The Expropriation Bill is perhaps the most consequential of the legislation and amendments being considered. It goes far beyond the main driver of the reform: land reform. Indeed, my biggest issue with the Expropriation Bill is that it explicitly defines property as "not limited to land".

This means everything is up for grabs: from moveable and financial assets to intellectual property. While the bill puts in place several principles underpinning justice and equity in its application, for an investor considering a jurisdiction for investment, it creates uncertainties that add to the risks. We cannot know how organs of state will interpret the law or how courts will rule. The bill imposes no penalties for inappropriate or corrupt attempts to expropriate property that would provide some balance against the risks.

I cannot see what the upside is to the all-encompassing definition of property in the bill. It does nothing to advance land reform and merely creates unacceptable risks for investors.

Intellectual property risks

One of the consequences I foresee is investment in intellectual property. This is meant to be an area we are encouraging in South Africa. Last year the report of Presidential Commission on the Fourth Industrial Revolution (4IR) was gazetted in parliament. It noted: "As South Africa looks to mobilise capital for its 4IR strategy, it needs to address policy and regulation challenges relating to policy uncertainty and governance; alignment of government efforts; exchange control and intellectual property laws that attract investment…" Yet here we are contradicting this advice in the Expropriation Bill. We are creating a law that weakens intellectual property rights and will discourage investment.

Reading the bill makes clear that its creators have land reform in mind. The overly wide broadening of the definition of property appears arbitrary. There is no example of the conditions under which it might be appropriate to expropriate intellectual property or financial assets like shares. So why create uncertainty for investors?

There is a battle on to attract investment into start-ups, a battle that South Africa has been losing. Despite the relative sophistication of our economy, several studies have shown we are losing the battle to raise funding for venture capital investment. A report by Partech Africa ranked South Africa fourth behind Nigeria, Kenya and Egypt on the continent for investment in new start-ups that focus on digital technology in both 2020 and 2019.

While on the one hand we have recognised that our economy is going through fundamental change as digital technologies change the way we do everything, on the other we are frustrating investment in building the new technologies that will maintain our competitiveness.

Our economy is changing profoundly. The assets that matter in the future will be intangible – software and other knowledge assets that companies invest in to develop, with long-term payoffs that are difficult to predict.

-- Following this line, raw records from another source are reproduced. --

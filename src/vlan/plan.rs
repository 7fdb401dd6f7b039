use crate::system::{MacvlanNetwork, VlanConnection};
use crate::validate::{Cidr, Ipv4Syntax, NetworkName, VlanId};

/// Which link the shim interface is stacked on.
#[derive(Debug, Clone, Copy, PartialEq, Eq, clap::ValueEnum)]
pub enum ShimParent {
    /// The VLAN interface (`<parent>.<id>`).
    Vlan,
    /// The physical parent NIC.
    Physical,
}

impl ShimParent {
    pub fn parse(s: &str) -> Result<ShimParent, String> {
        match s.trim().to_ascii_lowercase().as_str() {
            "vlan" | "v" => Ok(ShimParent::Vlan),
            "physical" | "phys" | "p" => Ok(ShimParent::Physical),
            _ => Err("answer 'vlan' or 'physical'".to_string()),
        }
    }

    pub fn as_str(self) -> &'static str {
        match self {
            ShimParent::Vlan => "vlan",
            ShimParent::Physical => "physical",
        }
    }
}

#[derive(Debug, Clone, PartialEq, Eq)]
pub struct ShimPlan {
    pub parent: ShimParent,
    /// Host address on the shim, e.g. `10.32.11.250/32`.
    pub address: Option<Cidr>,
}

/// Everything the provisioner needs, decided up front.
#[derive(Debug, Clone, PartialEq, Eq)]
pub struct VlanPlan {
    pub parent: String,
    pub vlan_id: VlanId,
    pub subnet: Cidr,
    pub gateway: Ipv4Syntax,
    pub network_name: NetworkName,
    pub ip_range: Option<Cidr>,
    pub shim: Option<ShimPlan>,
}

impl VlanPlan {
    pub fn connection_name(&self) -> String {
        format!("vlan{}", self.vlan_id)
    }

    pub fn vlan_interface(&self) -> String {
        format!("{}.{}", self.parent, self.vlan_id)
    }

    pub fn shim_name(&self) -> String {
        format!("macvlan{}-shim", self.vlan_id)
    }

    /// Link the shim sits on, when a shim is planned.
    pub fn shim_parent_interface(&self) -> Option<String> {
        self.shim.as_ref().map(|s| match s.parent {
            ShimParent::Vlan => self.vlan_interface(),
            ShimParent::Physical => self.parent.clone(),
        })
    }

    /// Destination routed through the shim: the container IP range when set, else the subnet.
    pub fn route_target(&self) -> &Cidr {
        self.ip_range.as_ref().unwrap_or(&self.subnet)
    }

    pub fn vlan_connection(&self) -> VlanConnection {
        VlanConnection {
            name: self.connection_name(),
            interface: self.vlan_interface(),
            parent: self.parent.clone(),
            vlan_id: self.vlan_id.get(),
        }
    }

    pub fn macvlan_network(&self) -> MacvlanNetwork {
        MacvlanNetwork {
            name: self.network_name.to_string(),
            subnet: self.subnet.to_string(),
            gateway: self.gateway.to_string(),
            ip_range: self.ip_range.as_ref().map(ToString::to_string),
            parent: self.vlan_interface(),
        }
    }
}

#[cfg(test)]
pub(crate) mod fixtures {
    use super::*;
    use crate::validate::{validate_cidr, validate_gateway, validate_network_name, validate_vlan_id};

    pub(crate) fn plan(shim: Option<ShimParent>) -> VlanPlan {
        VlanPlan {
            parent: "enp3s0".to_string(),
            vlan_id: validate_vlan_id("10").unwrap(),
            subnet: validate_cidr("10.32.10.0/24").unwrap(),
            gateway: validate_gateway("10.32.10.1").unwrap(),
            network_name: validate_network_name("vlan10_net").unwrap(),
            ip_range: None,
            shim: shim.map(|parent| ShimPlan {
                parent,
                address: None,
            }),
        }
    }
}
/*!
Container engine access through the `docker` CLI.

Existence checks list names with `--format {{.Name}}` and compare exactly, since
`docker network inspect` also matches ID prefixes.
*/
use super::{CommandLine, CommandRunner, ContainerEngineClient, ContainerRun, MacvlanNetwork};
use crate::errors::DockhandError;

pub struct DockerCli<'a> {
    runner: &'a dyn CommandRunner,
}

impl<'a> DockerCli<'a> {
    pub fn new(runner: &'a dyn CommandRunner) -> Self {
        Self { runner }
    }

    fn names(&self, args: &[&str]) -> Result<Vec<String>, DockhandError> {
        let cmd = CommandLine::new("docker").args(args.iter().copied());
        let out = self.runner.query(&cmd)?.into_result(&cmd)?;
        Ok(parse_names(&out.stdout))
    }

    fn apply(&self, cmd: CommandLine) -> Result<(), DockhandError> {
        self.runner.apply(&cmd)?.into_result(&cmd).map(|_| ())
    }
}

pub fn parse_names(out: &str) -> Vec<String> {
    out.lines()
        .map(str::trim)
        .filter(|l| !l.is_empty())
        .map(str::to_string)
        .collect()
}

/// Arguments after `docker` for a macvlan network.
pub fn network_create_args(net: &MacvlanNetwork) -> Vec<String> {
    let mut args = vec![
        "network".to_string(),
        "create".to_string(),
        "-d".to_string(),
        "macvlan".to_string(),
        format!("--subnet={}", net.subnet),
        format!("--gateway={}", net.gateway),
    ];
    if let Some(range) = &net.ip_range {
        args.push(format!("--ip-range={range}"));
    }
    args.push("-o".to_string());
    args.push(format!("parent={}", net.parent));
    args.push(net.name.clone());
    args
}

/// Arguments after `docker` for a detached container.
pub fn container_run_args(run: &ContainerRun) -> Vec<String> {
    let mut args = vec![
        "run".to_string(),
        "-d".to_string(),
        "--name".to_string(),
        run.name.clone(),
    ];
    if let Some(policy) = &run.restart {
        args.push(format!("--restart={policy}"));
    }
    for p in &run.ports {
        args.push("-p".to_string());
        args.push(p.clone());
    }
    for v in &run.volumes {
        args.push("-v".to_string());
        args.push(v.clone());
    }
    args.push(run.image.clone());
    args
}

impl ContainerEngineClient for DockerCli<'_> {
    fn network_exists(&self, name: &str) -> Result<bool, DockhandError> {
        Ok(self
            .names(&["network", "ls", "--format", "{{.Name}}"])?
            .iter()
            .any(|n| n == name))
    }

    fn remove_network(&self, name: &str) -> Result<(), DockhandError> {
        self.apply(CommandLine::new("docker").args(["network", "rm", name]))
    }

    fn create_network(&self, network: &MacvlanNetwork) -> Result<(), DockhandError> {
        self.apply(CommandLine::new("docker").args(network_create_args(network)))
    }

    fn volume_exists(&self, name: &str) -> Result<bool, DockhandError> {
        Ok(self
            .names(&["volume", "ls", "--format", "{{.Name}}"])?
            .iter()
            .any(|n| n == name))
    }

    fn create_volume(&self, name: &str) -> Result<(), DockhandError> {
        self.apply(CommandLine::new("docker").args(["volume", "create", name]))
    }

    fn container_exists(&self, name: &str) -> Result<bool, DockhandError> {
        Ok(self
            .names(&["ps", "-a", "--format", "{{.Names}}"])?
            .iter()
            .any(|n| n == name))
    }

    fn remove_container(&self, name: &str) -> Result<(), DockhandError> {
        self.apply(CommandLine::new("docker").args(["rm", "-f", name]))
    }

    fn run_container(&self, run: &ContainerRun) -> Result<(), DockhandError> {
        // Streamed so image pull progress is visible
        self.apply(
            CommandLine::new("docker")
                .args(container_run_args(run))
                .streamed(),
        )
    }
}

#[cfg(test)]
mod tests {
    use super::*;

    fn net(ip_range: Option<&str>) -> MacvlanNetwork {
        MacvlanNetwork {
            name: "vlan10_net".to_string(),
            subnet: "10.32.10.0/24".to_string(),
            gateway: "10.32.10.1".to_string(),
            ip_range: ip_range.map(str::to_string),
            parent: "enp3s0.10".to_string(),
        }
    }

    #[test]
    fn network_args_without_range() {
        assert_eq!(
            network_create_args(&net(None)).join(" "),
            "network create -d macvlan --subnet=10.32.10.0/24 --gateway=10.32.10.1 -o parent=enp3s0.10 vlan10_net"
        );
    }

    #[test]
    fn network_args_with_range() {
        let args = network_create_args(&net(Some("10.32.10.192/27")));
        assert!(args.contains(&"--ip-range=10.32.10.192/27".to_string()));
        assert_eq!(args.last().map(String::as_str), Some("vlan10_net"));
    }

    #[test]
    fn container_args_order() {
        let run = ContainerRun {
            name: "portainer".to_string(),
            image: "portainer/portainer-ce:latest".to_string(),
            ports: vec!["9443:9443".to_string()],
            volumes: vec!["portainer_data:/data".to_string()],
            restart: Some("always".to_string()),
        };
        assert_eq!(
            container_run_args(&run).join(" "),
            "run -d --name portainer --restart=always -p 9443:9443 -v portainer_data:/data portainer/portainer-ce:latest"
        );
    }

    #[test]
    fn parse_names_skips_blanks() {
        assert_eq!(parse_names("bridge\n\nhost\n none \n"), vec!["bridge", "host", "none"]);
    }
}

The entrepreneurs who will create such companies are globally mobile. Countries like Rwanda and Kenya are building highly attractive policy environments to drive software start-ups in an effort to ensure they are homes to future African Googles or Facebooks.

South Africa has produced world class tech companies and continues to do so. But to turn that trickle into a torrent of innovation, we need a legislative environment that entrepreneurs can completely trust to protect the intellectual property that they will spend their lives creating. The Expropriation Bill fails to support such an environment.

As we continue to debate on the right balance to strike, let us keep the advice of the Presidential Commission in mind and ensure we create an environment that will attract investment and encourage entrepreneurs to build the intellectual property we will need.

Busi Mavuso is the chief executive officer of Business Leadership South Africa. She also serves as a non-executive director on the board of Eskom. Views expressed are her own.